* **TASK OBJECTIVE**:
Pick out every line in the data below that holds "Result".
* * *
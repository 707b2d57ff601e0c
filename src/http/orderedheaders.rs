use crate::base::neterror::FetchError;
use http::header::{HeaderName, HeaderValue};
use http::HeaderMap;
use std::str::FromStr;

/// A header map that strictly preserves insertion order.
///
/// Keys compare case-insensitively. Inserting an existing key replaces its
/// value in place, so the last write wins while the first position is kept.
#[derive(Debug, Clone, Default, PartialEq, Eq)]
pub struct OrderedHeaderMap {
    headers: Vec<(HeaderName, HeaderValue)>,
}

impl OrderedHeaderMap {
    pub fn new() -> Self {
        Self {
            headers: Vec::new(),
        }
    }

    pub fn insert(&mut self, name: &str, value: &str) -> Result<(), FetchError> {
        let name_header = HeaderName::from_str(name).map_err(|_| FetchError::InvalidHeader)?;
        let value_header = HeaderValue::from_str(value).map_err(|_| FetchError::InvalidHeader)?;
        self.insert_typed(name_header, value_header);
        Ok(())
    }

    /// Update in place if the key exists, else append.
    pub fn insert_typed(&mut self, name: HeaderName, value: HeaderValue) {
        // HeaderName is already lowercase, so equality is case-insensitive.
        if let Some((_, v)) = self.headers.iter_mut().find(|(n, _)| *n == name) {
            *v = value;
        } else {
            self.headers.push((name, value));
        }
    }

    /// Apply every entry of `other` on top of this map.
    pub fn extend_from(&mut self, other: &OrderedHeaderMap) {
        for (name, value) in &other.headers {
            self.insert_typed(name.clone(), value.clone());
        }
    }

    pub fn remove(&mut self, name: &str) {
        if let Ok(target) = HeaderName::from_str(name) {
            self.headers.retain(|(n, _)| *n != target);
        }
    }

    pub fn get(&self, name: &str) -> Option<&HeaderValue> {
        let target = HeaderName::from_str(name).ok()?;
        self.headers
            .iter()
            .find(|(n, _)| *n == target)
            .map(|(_, v)| v)
    }

    /// Value as text, if present and visible ASCII.
    pub fn get_str(&self, name: &str) -> Option<&str> {
        self.get(name).and_then(|v| v.to_str().ok())
    }

    pub fn contains(&self, name: &str) -> bool {
        self.get(name).is_some()
    }

    pub fn iter(&self) -> impl Iterator<Item = (&HeaderName, &HeaderValue)> {
        self.headers.iter().map(|(n, v)| (n, v))
    }

    pub fn len(&self) -> usize {
        self.headers.len()
    }

    pub fn is_empty(&self) -> bool {
        self.headers.is_empty()
    }

    /// Build from `(name, value)` string pairs, failing on the first invalid one.
    pub fn from_pairs<I, K, V>(pairs: I) -> Result<Self, FetchError>
    where
        I: IntoIterator<Item = (K, V)>,
        K: AsRef<str>,
        V: AsRef<str>,
    {
        let mut map = Self::new();
        for (k, v) in pairs {
            map.insert(k.as_ref(), v.as_ref())?;
        }
        Ok(map)
    }

    /// Consumes the map and returns a standard http::HeaderMap.
    /// Note: http::HeaderMap preserves insertion order.
    pub fn to_header_map(self) -> HeaderMap {
        let mut map = HeaderMap::with_capacity(self.headers.len());
        for (name, value) in self.headers {
            map.append(name, value);
        }
        map
    }
}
* * *
* **TASK ANSWER**:
    pub fn insert(&mut self, name: &str, value: &str) -> Result<(), FetchError> {
    pub fn from_pairs<I, K, V>(pairs: I) -> Result<Self, FetchError>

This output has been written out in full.